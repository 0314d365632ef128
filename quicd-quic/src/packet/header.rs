//! # Packet Header Parsing and Serialization
//!
//! Long header (handshake and version negotiation):
//!
//! ```text
//! +-+-+-+-+-+-+-+-+
//! |1|   Type (7)  |
//! +-+-+-+-+-+-+-+-+-+-+-+-+-+-+-+-+-+-+-+-+-+-+-+-+-+-+-+-+-+-+-+-+
//! |                       Connection ID (64)                      |
//! +-+-+-+-+-+-+-+-+-+-+-+-+-+-+-+-+-+-+-+-+-+-+-+-+-+-+-+-+-+-+-+-+
//! |                       Packet Number (32)                      |
//! +-+-+-+-+-+-+-+-+-+-+-+-+-+-+-+-+-+-+-+-+-+-+-+-+-+-+-+-+-+-+-+-+
//! |                         Version (32)                          |
//! +-+-+-+-+-+-+-+-+-+-+-+-+-+-+-+-+-+-+-+-+-+-+-+-+-+-+-+-+-+-+-+-+
//! ```
//!
//! Short header (1-RTT protected) with a 4 byte packet number:
//!
//! ```text
//! +-+-+-+-+-+-+-+-+
//! |0|C|K| Type (5)|
//! +-+-+-+-+-+-+-+-+-+-+-+-+-+-+-+-+-+-+-+-+-+-+-+-+-+-+-+-+-+-+-+-+
//! |                     [Connection ID (64)]                      |
//! +-+-+-+-+-+-+-+-+-+-+-+-+-+-+-+-+-+-+-+-+-+-+-+-+-+-+-+-+-+-+-+-+
//! |                      Packet Number (8/16/32)                  |
//! +-+-+-+-+-+-+-+-+-+-+-+-+-+-+-+-+-+-+-+-+-+-+-+-+-+-+-+-+-+-+-+-+
//! ```

#![forbid(unsafe_code)]

use crate::error::{Error, Result};

// ============================================================================
// Header Form Constants
// ============================================================================

/// Header Form Bit (most significant bit)
/// 1 = Long Header, 0 = Short Header
pub const HEADER_FORM_BIT: u8 = 0x80;

/// Long header type occupies the low seven bits
pub const LONG_TYPE_MASK: u8 = 0x7f;

/// Connection ID present flag (short header)
pub const SHORT_CONN_ID_BIT: u8 = 0x40;

/// Key Phase Bit (short header)
pub const SHORT_KEY_PHASE_BIT: u8 = 0x20;

/// Short header type occupies the low five bits
pub const SHORT_TYPE_MASK: u8 = 0x1f;

/// Encoded length of a long header
pub const LONG_HEADER_LEN: usize = 17;

// ============================================================================
// Packet Type Enumeration
// ============================================================================

/// Long header packet types
#[derive(Debug, Clone, Copy, PartialEq, Eq)]
pub enum PacketType {
    VersionNegotiation,
    ClientInitial,
    ServerStatelessRetry,
    ServerCleartext,
    ClientCleartext,
    ZeroRttProtected,
    OneRttProtectedK0,
    OneRttProtectedK1,
    PublicReset,
    /// A type this engine does not know. Kept so version-mismatched
    /// headers can still be echoed back.
    Unknown(u8),
}

impl PacketType {
    pub fn from_byte(b: u8) -> Self {
        match b & LONG_TYPE_MASK {
            0x01 => PacketType::VersionNegotiation,
            0x02 => PacketType::ClientInitial,
            0x03 => PacketType::ServerStatelessRetry,
            0x04 => PacketType::ServerCleartext,
            0x05 => PacketType::ClientCleartext,
            0x06 => PacketType::ZeroRttProtected,
            0x07 => PacketType::OneRttProtectedK0,
            0x08 => PacketType::OneRttProtectedK1,
            0x09 => PacketType::PublicReset,
            other => PacketType::Unknown(other),
        }
    }

    pub fn to_byte(self) -> u8 {
        match self {
            PacketType::VersionNegotiation => 0x01,
            PacketType::ClientInitial => 0x02,
            PacketType::ServerStatelessRetry => 0x03,
            PacketType::ServerCleartext => 0x04,
            PacketType::ClientCleartext => 0x05,
            PacketType::ZeroRttProtected => 0x06,
            PacketType::OneRttProtectedK0 => 0x07,
            PacketType::OneRttProtectedK1 => 0x08,
            PacketType::PublicReset => 0x09,
            PacketType::Unknown(b) => b & LONG_TYPE_MASK,
        }
    }
}

/// Returns true if the first byte has the long form bit set.
pub fn is_long_header(first_byte: u8) -> bool {
    first_byte & HEADER_FORM_BIT != 0
}

// ============================================================================
// Long Header
// ============================================================================

/// Decoded long header fields
#[derive(Debug, Clone, Copy, PartialEq, Eq)]
pub struct LongHeader {
    pub ty: PacketType,
    pub conn_id: u64,
    pub pkt_num: u32,
    pub version: u32,
}

impl LongHeader {
    /// Decode a long header from the start of `buf`.
    ///
    /// Only the layout is validated. Version and type are left to the caller.
    pub fn decode(buf: &[u8]) -> Result<Self> {
        if buf.len() < LONG_HEADER_LEN || !is_long_header(buf[0]) {
            return Err(Error::MalformedPacket);
        }

        let conn_id = u64::from_be_bytes(read_array(&buf[1..9])?);
        let pkt_num = u32::from_be_bytes(read_array(&buf[9..13])?);
        let version = u32::from_be_bytes(read_array(&buf[13..17])?);

        Ok(Self {
            ty: PacketType::from_byte(buf[0]),
            conn_id,
            pkt_num,
            version,
        })
    }

    /// Encode into `out`, returning the number of bytes written.
    pub fn encode(&self, out: &mut [u8]) -> Result<usize> {
        if out.len() < LONG_HEADER_LEN {
            return Err(Error::BufferTooSmall);
        }

        out[0] = HEADER_FORM_BIT | self.ty.to_byte();
        out[1..9].copy_from_slice(&self.conn_id.to_be_bytes());
        out[9..13].copy_from_slice(&self.pkt_num.to_be_bytes());
        out[13..17].copy_from_slice(&self.version.to_be_bytes());
        Ok(LONG_HEADER_LEN)
    }
}

// ============================================================================
// Short Header
// ============================================================================

/// Decoded short header fields
#[derive(Debug, Clone, Copy, PartialEq, Eq)]
pub struct ShortHeader {
    pub conn_id: Option<u64>,
    pub key_phase: bool,
    /// Truncated packet number as carried on the wire
    pub pkt_num: u32,
    /// Number of packet number bytes on the wire (1, 2 or 4)
    pub pkt_num_len: usize,
}

impl ShortHeader {
    /// Decode a short header, returning the header and its encoded length.
    pub fn decode(buf: &[u8]) -> Result<(Self, usize)> {
        let first = *buf.first().ok_or(Error::MalformedPacket)?;
        if is_long_header(first) {
            return Err(Error::MalformedPacket);
        }

        let pkt_num_len = match first & SHORT_TYPE_MASK {
            0x01 => 1,
            0x02 => 2,
            0x03 => 4,
            _ => return Err(Error::MalformedPacket),
        };

        let mut pos = 1;
        let conn_id = if first & SHORT_CONN_ID_BIT != 0 {
            let bytes = buf.get(pos..pos + 8).ok_or(Error::MalformedPacket)?;
            pos += 8;
            Some(u64::from_be_bytes(read_array(bytes)?))
        } else {
            None
        };

        let pn_bytes = buf
            .get(pos..pos + pkt_num_len)
            .ok_or(Error::MalformedPacket)?;
        let pkt_num = pn_bytes.iter().fold(0u32, |acc, b| (acc << 8) | u32::from(*b));
        pos += pkt_num_len;

        Ok((
            Self {
                conn_id,
                key_phase: first & SHORT_KEY_PHASE_BIT != 0,
                pkt_num,
                pkt_num_len,
            },
            pos,
        ))
    }

    /// Encode with a 4 byte packet number.
    pub fn encode(&self, out: &mut [u8]) -> Result<usize> {
        let len = 1 + if self.conn_id.is_some() { 8 } else { 0 } + 4;
        if out.len() < len {
            return Err(Error::BufferTooSmall);
        }

        let mut first = 0x03;
        if self.key_phase {
            first |= SHORT_KEY_PHASE_BIT;
        }
        let mut pos = 1;
        if let Some(cid) = self.conn_id {
            first |= SHORT_CONN_ID_BIT;
            out[pos..pos + 8].copy_from_slice(&cid.to_be_bytes());
            pos += 8;
        }
        out[0] = first;
        out[pos..pos + 4].copy_from_slice(&self.pkt_num.to_be_bytes());
        Ok(pos + 4)
    }
}

fn read_array<const N: usize>(bytes: &[u8]) -> Result<[u8; N]> {
    bytes.try_into().map_err(|_| Error::MalformedPacket)
}
//! UDP socket creation.
//!
//! Sockets are created with socket2 so options can be set before bind, then
//! handed to tokio in non-blocking mode.

use anyhow::{Context, Result};
use socket2::{Domain, Protocol, Socket as Socket2, Type};
use std::net::{SocketAddr, UdpSocket};
use tracing::{debug, warn};

/// Create a non-blocking UDP socket bound to `bind_addr`.
pub fn create_udp_socket(bind_addr: SocketAddr) -> Result<UdpSocket> {
    let domain = match bind_addr {
        SocketAddr::V4(_) => Domain::IPV4,
        SocketAddr::V6(_) => Domain::IPV6,
    };

    let socket =
        Socket2::new(domain, Type::DGRAM, Some(Protocol::UDP)).context("creating UDP socket")?;

    socket
        .set_reuse_address(true)
        .context("setting SO_REUSEADDR")?;

    // Wildcard IPv6 binds accept IPv4-mapped peers too.
    if let SocketAddr::V6(addr) = bind_addr {
        socket
            .set_only_v6(!addr.ip().is_unspecified())
            .context("setting IPV6_V6ONLY")?;
    }

    socket
        .set_nonblocking(true)
        .context("setting O_NONBLOCK")?;

    socket
        .bind(&bind_addr.into())
        .with_context(|| format!("binding UDP socket to {}", bind_addr))?;

    Ok(socket.into())
}

/// Try each candidate address in order and keep the first that binds.
pub fn bind_first(addrs: &[SocketAddr]) -> Result<UdpSocket> {
    let mut last_err = None;

    for addr in addrs {
        match create_udp_socket(*addr) {
            Ok(socket) => {
                debug!(addr = %addr, "bound UDP socket");
                return Ok(socket);
            }
            Err(e) => {
                warn!(addr = %addr, error = %format!("{:#}", e), "bind failed, trying next address");
                last_err = Some(e);
            }
        }
    }

    Err(last_err.unwrap_or_else(|| anyhow::anyhow!("no addresses to bind")))
}
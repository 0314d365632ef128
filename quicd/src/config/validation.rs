//! Configuration validation.

use super::ServerConfig;

/// Configuration validator trait.
pub trait ConfigValidator {
    /// Validate the configuration.
    ///
    /// Returns `Ok(())` if valid, or a list of error messages if invalid.
    fn validate(&self) -> Result<(), Vec<String>>;
}

impl ConfigValidator for ServerConfig {
    fn validate(&self) -> Result<(), Vec<String>> {
        let mut errors = Vec::new();

        if self.host.trim().is_empty() {
            errors.push("Bind address must not be empty".to_string());
        }

        if self.port == 0 {
            errors.push("Port must be non-zero".to_string());
        }

        if !self.private_key_file.is_file() {
            errors.push(format!(
                "Private key file not found: {}",
                self.private_key_file.display()
            ));
        }

        if !self.certificate_file.is_file() {
            errors.push(format!(
                "Certificate file not found: {}",
                self.certificate_file.display()
            ));
        }

        if self.idle_timeout.is_zero() {
            errors.push("Idle timeout must be non-zero".to_string());
        }

        if self.recv_buffer_size < quicd_quic::MAX_PKTLEN_IPV4 {
            errors.push(format!(
                "Receive buffer ({}) smaller than the largest packet ({})",
                self.recv_buffer_size,
                quicd_quic::MAX_PKTLEN_IPV4
            ));
        }

        if errors.is_empty() {
            Ok(())
        } else {
            Err(errors)
        }
    }
}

◇ ◇ ◇

* Directions for this task: Copy out every line in the entries above that holds "occupies".

* Your solution:
/// Long header type occupies the low seven bits
/// Short header type occupies the low five bits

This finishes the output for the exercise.